TASK TO COMPLETE:
Go through the lines below and copy any that hold the string "ripple".

BEGIN STORED DATA

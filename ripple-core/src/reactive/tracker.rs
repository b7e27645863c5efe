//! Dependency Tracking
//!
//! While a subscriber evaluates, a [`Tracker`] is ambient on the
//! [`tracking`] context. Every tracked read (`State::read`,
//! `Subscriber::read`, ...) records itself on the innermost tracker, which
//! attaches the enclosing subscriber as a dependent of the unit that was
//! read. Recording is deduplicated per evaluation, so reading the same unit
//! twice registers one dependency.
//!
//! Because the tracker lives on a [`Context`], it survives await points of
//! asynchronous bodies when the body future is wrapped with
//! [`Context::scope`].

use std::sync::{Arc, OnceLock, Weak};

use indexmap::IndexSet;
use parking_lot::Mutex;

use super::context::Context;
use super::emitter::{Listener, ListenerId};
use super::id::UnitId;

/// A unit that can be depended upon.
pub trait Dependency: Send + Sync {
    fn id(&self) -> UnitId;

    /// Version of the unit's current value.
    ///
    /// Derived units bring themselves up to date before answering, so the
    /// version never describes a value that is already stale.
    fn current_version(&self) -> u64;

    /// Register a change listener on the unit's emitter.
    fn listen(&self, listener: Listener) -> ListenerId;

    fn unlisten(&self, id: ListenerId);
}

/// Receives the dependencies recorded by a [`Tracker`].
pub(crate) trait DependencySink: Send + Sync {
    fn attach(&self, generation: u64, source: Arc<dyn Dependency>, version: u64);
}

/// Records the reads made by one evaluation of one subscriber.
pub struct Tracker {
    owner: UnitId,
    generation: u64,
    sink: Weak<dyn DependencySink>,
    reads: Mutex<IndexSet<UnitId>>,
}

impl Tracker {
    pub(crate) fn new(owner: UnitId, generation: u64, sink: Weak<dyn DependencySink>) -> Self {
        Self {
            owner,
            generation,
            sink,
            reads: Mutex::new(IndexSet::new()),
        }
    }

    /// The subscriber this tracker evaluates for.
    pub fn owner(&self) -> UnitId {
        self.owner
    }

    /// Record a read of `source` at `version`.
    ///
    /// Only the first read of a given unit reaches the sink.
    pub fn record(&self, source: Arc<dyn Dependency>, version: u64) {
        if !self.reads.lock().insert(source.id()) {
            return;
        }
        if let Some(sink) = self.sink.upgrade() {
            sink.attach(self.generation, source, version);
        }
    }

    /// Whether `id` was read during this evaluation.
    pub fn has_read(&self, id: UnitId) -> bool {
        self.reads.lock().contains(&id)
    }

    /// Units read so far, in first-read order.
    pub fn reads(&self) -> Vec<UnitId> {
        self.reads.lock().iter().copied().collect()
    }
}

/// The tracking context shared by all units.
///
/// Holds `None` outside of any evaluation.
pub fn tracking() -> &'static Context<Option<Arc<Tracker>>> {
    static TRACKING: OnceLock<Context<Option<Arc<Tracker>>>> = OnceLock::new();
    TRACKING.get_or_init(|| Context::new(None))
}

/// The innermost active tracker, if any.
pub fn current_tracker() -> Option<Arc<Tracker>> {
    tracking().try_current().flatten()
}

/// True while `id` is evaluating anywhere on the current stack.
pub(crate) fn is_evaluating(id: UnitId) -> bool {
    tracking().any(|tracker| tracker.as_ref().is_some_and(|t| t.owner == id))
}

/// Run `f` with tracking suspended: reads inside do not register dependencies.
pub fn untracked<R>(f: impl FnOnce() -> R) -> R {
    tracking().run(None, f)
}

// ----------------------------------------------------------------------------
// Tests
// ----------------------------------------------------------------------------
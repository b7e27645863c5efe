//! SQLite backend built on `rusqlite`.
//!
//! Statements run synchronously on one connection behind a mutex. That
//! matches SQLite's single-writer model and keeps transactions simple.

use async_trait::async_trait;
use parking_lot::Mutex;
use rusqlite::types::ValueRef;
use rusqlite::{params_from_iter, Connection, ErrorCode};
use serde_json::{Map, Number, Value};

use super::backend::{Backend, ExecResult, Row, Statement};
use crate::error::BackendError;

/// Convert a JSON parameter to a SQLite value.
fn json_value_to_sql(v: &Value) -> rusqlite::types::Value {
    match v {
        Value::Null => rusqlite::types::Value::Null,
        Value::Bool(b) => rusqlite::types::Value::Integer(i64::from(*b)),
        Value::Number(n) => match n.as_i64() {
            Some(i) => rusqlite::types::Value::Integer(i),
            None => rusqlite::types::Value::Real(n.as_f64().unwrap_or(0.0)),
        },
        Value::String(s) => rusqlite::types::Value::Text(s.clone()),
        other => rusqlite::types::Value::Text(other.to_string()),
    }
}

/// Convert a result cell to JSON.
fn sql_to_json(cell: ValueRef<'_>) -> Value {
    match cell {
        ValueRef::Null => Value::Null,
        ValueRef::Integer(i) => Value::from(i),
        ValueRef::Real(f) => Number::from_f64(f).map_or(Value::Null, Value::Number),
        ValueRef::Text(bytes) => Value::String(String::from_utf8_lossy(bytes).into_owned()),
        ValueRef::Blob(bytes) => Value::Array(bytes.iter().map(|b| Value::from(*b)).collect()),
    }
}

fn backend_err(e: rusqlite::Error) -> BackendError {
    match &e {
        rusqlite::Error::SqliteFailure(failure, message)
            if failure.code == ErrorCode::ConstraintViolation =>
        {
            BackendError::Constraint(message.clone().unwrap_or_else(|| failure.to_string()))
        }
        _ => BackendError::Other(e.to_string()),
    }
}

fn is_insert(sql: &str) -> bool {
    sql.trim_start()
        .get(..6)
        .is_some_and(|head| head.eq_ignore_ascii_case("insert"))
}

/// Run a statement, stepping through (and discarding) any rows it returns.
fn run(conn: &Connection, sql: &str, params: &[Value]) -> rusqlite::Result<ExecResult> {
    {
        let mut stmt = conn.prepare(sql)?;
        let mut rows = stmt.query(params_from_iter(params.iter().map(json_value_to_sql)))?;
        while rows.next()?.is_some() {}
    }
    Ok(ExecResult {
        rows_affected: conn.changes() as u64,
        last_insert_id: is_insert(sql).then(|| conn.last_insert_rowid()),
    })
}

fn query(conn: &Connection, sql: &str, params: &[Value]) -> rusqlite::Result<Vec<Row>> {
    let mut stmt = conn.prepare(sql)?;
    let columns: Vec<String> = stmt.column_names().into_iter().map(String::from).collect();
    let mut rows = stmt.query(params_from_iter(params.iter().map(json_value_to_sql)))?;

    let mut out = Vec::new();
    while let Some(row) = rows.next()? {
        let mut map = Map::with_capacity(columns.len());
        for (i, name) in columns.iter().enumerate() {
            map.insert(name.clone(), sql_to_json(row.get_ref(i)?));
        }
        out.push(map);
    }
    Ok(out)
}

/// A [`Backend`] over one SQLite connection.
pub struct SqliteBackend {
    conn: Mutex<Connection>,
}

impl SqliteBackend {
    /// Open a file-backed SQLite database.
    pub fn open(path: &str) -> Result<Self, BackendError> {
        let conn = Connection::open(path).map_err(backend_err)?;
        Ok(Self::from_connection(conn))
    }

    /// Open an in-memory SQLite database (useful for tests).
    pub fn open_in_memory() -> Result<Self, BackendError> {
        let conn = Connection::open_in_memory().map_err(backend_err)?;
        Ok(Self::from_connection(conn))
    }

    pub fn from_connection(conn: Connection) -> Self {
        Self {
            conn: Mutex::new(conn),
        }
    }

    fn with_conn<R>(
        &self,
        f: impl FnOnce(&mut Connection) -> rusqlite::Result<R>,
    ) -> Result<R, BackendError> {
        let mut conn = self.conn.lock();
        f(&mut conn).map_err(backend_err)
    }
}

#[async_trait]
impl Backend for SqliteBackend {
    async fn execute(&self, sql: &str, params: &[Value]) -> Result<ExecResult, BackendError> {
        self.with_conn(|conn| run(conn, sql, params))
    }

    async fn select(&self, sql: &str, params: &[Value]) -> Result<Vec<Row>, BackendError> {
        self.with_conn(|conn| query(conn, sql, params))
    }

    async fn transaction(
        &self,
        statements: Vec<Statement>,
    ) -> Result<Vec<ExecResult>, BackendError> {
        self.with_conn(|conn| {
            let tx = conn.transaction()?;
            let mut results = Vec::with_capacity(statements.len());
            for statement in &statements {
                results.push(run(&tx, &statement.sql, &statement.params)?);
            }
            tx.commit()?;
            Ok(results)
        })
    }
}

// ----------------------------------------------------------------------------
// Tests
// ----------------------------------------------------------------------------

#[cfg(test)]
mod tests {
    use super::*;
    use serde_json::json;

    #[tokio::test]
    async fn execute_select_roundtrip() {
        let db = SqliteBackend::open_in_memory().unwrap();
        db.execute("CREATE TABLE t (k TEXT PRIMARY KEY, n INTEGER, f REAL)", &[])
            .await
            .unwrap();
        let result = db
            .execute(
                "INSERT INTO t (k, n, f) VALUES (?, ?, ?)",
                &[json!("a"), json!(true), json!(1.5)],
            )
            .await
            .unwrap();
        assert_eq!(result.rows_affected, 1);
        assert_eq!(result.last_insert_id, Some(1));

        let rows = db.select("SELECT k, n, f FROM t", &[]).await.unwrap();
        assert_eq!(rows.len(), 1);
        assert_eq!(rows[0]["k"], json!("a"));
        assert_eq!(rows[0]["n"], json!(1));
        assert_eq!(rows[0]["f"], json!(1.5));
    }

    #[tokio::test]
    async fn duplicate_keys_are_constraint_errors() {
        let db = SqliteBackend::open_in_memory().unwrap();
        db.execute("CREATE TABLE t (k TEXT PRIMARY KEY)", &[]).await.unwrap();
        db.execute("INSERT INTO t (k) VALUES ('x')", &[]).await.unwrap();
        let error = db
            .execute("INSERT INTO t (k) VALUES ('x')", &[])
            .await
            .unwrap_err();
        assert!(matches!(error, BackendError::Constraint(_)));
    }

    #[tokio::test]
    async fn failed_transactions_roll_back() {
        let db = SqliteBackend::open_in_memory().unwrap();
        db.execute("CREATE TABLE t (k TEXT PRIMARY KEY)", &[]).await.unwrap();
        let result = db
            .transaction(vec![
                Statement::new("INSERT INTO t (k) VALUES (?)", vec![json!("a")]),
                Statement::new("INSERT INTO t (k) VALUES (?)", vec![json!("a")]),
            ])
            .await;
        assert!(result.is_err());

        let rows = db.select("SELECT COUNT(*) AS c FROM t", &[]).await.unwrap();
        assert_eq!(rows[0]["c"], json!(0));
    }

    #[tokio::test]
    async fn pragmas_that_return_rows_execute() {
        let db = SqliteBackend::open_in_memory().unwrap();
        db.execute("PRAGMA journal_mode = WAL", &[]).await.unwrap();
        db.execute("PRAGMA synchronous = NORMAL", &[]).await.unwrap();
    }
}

END STORED DATA
BEGIN STORED DATA

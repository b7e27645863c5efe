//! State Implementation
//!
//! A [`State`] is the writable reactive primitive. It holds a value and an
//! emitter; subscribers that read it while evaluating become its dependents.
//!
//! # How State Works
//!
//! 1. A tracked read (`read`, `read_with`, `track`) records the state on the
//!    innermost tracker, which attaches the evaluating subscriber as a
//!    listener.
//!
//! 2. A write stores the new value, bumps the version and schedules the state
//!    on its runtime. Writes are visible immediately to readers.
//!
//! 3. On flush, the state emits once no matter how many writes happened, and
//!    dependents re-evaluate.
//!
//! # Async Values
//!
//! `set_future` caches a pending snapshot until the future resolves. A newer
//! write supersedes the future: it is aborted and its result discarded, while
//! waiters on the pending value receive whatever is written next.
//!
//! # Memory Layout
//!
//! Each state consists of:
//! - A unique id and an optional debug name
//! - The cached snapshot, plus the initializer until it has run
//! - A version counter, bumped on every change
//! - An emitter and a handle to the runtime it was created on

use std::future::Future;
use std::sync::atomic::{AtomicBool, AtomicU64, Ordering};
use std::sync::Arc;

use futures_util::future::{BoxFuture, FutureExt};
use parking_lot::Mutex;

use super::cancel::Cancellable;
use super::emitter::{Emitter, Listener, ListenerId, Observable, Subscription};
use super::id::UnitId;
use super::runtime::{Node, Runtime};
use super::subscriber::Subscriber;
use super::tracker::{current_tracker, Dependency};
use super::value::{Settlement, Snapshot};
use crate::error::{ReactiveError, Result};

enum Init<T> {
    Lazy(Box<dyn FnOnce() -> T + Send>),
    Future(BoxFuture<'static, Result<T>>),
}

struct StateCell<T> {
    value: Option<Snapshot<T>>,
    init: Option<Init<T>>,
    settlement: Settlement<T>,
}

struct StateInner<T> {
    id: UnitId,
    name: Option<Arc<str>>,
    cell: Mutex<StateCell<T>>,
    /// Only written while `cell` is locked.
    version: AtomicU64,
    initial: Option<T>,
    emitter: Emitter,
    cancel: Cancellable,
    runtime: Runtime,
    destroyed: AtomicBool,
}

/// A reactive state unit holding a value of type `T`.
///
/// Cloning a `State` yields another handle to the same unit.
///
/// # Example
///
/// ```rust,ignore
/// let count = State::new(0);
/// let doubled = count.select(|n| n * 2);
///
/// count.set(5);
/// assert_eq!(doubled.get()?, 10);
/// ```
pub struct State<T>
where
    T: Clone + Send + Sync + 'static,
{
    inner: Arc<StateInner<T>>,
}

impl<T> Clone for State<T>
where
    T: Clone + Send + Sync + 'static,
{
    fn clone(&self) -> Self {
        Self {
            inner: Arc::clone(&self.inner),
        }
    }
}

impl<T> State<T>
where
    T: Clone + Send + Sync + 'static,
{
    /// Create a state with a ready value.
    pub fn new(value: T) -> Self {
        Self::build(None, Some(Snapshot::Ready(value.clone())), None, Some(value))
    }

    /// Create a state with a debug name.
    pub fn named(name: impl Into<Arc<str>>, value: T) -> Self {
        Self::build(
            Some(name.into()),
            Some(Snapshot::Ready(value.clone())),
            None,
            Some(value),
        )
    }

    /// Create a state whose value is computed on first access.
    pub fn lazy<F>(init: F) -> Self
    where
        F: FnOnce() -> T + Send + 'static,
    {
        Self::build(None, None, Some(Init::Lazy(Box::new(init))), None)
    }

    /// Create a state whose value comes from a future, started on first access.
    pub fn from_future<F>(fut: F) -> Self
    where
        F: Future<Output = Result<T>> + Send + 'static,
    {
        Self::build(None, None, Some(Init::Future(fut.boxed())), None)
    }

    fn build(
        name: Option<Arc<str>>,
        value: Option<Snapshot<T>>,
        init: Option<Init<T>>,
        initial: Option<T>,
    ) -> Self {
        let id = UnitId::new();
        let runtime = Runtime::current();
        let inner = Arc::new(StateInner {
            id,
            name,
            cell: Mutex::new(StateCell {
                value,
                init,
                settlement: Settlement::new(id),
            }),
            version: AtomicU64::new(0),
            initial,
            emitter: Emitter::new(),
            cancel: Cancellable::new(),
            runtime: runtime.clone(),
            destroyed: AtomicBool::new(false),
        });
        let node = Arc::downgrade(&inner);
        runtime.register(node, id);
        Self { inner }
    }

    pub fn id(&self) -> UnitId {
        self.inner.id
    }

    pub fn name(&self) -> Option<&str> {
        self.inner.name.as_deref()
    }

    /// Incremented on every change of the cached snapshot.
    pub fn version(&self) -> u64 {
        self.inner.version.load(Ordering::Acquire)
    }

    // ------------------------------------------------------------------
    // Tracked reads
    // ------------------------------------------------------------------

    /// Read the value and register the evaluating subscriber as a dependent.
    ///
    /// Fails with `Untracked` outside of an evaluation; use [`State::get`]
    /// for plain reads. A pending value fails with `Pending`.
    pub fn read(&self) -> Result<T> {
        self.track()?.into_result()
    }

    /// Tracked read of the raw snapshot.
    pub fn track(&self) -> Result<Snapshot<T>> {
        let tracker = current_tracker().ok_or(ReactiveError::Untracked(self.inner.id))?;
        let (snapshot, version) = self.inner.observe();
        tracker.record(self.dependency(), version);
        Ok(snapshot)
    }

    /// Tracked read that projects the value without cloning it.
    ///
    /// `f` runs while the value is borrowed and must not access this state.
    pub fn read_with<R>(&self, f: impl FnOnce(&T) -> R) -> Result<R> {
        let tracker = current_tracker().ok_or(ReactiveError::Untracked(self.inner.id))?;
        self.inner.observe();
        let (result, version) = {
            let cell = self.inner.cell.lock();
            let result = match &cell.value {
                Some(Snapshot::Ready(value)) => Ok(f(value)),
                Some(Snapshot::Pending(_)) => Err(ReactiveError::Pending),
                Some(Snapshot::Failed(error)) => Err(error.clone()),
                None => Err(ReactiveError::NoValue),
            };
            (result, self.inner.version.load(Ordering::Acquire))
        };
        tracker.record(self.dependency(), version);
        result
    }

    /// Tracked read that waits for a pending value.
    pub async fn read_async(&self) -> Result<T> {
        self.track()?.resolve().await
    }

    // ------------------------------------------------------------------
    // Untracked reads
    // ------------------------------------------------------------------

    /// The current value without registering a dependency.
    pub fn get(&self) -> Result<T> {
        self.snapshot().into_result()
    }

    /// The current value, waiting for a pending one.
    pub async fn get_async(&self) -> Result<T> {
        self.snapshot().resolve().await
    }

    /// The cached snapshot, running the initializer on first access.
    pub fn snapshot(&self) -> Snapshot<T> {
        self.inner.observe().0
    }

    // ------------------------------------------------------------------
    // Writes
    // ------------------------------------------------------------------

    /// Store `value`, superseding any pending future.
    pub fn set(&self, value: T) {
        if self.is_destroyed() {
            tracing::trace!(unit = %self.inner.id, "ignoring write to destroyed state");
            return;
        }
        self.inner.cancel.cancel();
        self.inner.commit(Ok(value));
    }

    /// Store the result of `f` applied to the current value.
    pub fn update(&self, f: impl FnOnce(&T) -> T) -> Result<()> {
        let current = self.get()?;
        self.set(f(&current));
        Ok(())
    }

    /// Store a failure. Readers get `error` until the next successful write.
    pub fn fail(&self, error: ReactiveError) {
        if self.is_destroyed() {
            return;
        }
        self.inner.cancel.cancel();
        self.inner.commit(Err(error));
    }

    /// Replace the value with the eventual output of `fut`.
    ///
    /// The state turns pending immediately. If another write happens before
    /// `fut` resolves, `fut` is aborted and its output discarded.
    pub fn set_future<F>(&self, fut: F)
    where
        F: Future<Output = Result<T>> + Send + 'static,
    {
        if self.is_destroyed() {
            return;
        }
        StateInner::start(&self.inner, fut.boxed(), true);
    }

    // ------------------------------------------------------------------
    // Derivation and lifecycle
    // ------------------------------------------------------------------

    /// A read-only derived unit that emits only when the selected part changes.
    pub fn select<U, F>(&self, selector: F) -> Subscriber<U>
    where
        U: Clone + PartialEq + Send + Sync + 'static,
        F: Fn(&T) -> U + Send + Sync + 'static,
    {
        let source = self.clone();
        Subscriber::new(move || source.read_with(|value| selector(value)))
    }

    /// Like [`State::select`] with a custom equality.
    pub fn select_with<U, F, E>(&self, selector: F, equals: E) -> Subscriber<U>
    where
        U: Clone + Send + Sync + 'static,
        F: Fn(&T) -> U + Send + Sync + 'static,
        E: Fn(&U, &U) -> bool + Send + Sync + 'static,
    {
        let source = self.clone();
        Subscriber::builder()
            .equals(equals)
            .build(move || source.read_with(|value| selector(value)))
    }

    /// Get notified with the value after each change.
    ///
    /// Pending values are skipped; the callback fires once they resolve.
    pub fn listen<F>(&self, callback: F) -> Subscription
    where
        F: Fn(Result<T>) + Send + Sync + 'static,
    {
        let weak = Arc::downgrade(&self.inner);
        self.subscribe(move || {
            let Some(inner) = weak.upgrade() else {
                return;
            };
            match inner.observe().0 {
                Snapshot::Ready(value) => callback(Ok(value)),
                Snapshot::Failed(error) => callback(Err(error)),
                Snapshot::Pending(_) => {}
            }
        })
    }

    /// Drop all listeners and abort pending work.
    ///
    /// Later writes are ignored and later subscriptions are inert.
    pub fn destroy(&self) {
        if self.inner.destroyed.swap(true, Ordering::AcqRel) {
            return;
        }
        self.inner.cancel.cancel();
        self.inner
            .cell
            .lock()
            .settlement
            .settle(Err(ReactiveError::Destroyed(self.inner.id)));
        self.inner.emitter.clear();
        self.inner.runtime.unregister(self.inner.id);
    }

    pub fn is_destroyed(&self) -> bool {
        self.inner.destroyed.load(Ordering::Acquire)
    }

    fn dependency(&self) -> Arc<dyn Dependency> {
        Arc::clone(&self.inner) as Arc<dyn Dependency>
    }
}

END STORED DATA
BEGIN STORED DATA

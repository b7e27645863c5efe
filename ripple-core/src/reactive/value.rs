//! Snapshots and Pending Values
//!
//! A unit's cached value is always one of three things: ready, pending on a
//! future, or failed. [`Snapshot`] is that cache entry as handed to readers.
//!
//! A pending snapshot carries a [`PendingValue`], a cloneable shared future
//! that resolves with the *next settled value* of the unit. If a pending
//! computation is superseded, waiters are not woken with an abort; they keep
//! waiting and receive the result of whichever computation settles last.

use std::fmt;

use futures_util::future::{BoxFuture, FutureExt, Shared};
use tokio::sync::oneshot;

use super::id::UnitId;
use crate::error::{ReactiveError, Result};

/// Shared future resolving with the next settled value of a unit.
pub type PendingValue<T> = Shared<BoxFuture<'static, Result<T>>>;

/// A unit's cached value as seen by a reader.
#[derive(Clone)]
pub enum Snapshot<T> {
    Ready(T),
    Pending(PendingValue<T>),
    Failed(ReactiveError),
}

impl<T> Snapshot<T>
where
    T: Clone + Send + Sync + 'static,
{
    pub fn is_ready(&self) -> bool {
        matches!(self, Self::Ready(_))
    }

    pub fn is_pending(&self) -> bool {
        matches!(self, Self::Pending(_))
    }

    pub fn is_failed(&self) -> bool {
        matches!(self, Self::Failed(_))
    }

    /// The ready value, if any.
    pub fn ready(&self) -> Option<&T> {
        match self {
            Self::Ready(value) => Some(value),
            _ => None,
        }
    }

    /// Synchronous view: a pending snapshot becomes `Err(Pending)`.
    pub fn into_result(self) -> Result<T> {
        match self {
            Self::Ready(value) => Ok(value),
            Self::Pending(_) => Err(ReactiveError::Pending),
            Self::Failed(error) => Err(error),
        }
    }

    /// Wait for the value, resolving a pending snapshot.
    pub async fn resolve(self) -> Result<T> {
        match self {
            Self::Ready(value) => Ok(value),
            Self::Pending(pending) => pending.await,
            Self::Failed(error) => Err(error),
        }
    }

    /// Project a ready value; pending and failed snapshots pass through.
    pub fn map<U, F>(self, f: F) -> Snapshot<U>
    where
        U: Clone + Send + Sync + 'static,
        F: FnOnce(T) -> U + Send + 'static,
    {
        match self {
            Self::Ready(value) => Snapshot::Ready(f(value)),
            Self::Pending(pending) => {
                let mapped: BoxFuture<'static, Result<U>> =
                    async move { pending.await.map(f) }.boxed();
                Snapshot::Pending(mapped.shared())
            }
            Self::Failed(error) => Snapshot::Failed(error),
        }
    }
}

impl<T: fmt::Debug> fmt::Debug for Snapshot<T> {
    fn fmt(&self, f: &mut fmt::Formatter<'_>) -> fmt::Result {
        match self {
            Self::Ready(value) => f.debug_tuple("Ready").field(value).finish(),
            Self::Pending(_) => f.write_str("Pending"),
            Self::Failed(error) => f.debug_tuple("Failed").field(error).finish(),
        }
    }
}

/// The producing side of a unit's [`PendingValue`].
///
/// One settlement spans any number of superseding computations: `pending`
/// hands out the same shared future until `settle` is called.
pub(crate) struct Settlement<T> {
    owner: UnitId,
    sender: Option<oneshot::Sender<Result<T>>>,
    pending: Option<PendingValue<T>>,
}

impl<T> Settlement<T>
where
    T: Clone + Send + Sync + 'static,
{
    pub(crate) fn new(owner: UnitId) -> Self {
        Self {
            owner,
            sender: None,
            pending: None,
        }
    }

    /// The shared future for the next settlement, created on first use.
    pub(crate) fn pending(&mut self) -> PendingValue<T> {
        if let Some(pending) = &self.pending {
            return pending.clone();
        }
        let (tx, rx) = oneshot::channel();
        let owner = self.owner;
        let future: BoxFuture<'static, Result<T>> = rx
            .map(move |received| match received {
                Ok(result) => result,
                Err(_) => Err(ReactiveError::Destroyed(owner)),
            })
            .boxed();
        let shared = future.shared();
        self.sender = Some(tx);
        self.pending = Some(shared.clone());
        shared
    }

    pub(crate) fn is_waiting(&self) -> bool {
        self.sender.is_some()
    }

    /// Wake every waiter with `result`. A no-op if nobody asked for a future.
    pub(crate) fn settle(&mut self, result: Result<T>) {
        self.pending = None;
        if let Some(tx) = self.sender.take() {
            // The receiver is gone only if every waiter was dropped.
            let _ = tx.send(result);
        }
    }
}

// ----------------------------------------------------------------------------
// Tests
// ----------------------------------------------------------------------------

END STORED DATA

RESULT OF THE TASK:
filename ripple-core/src/reactive/tracker.rs
filename ripple-core/src/reactive/value.rs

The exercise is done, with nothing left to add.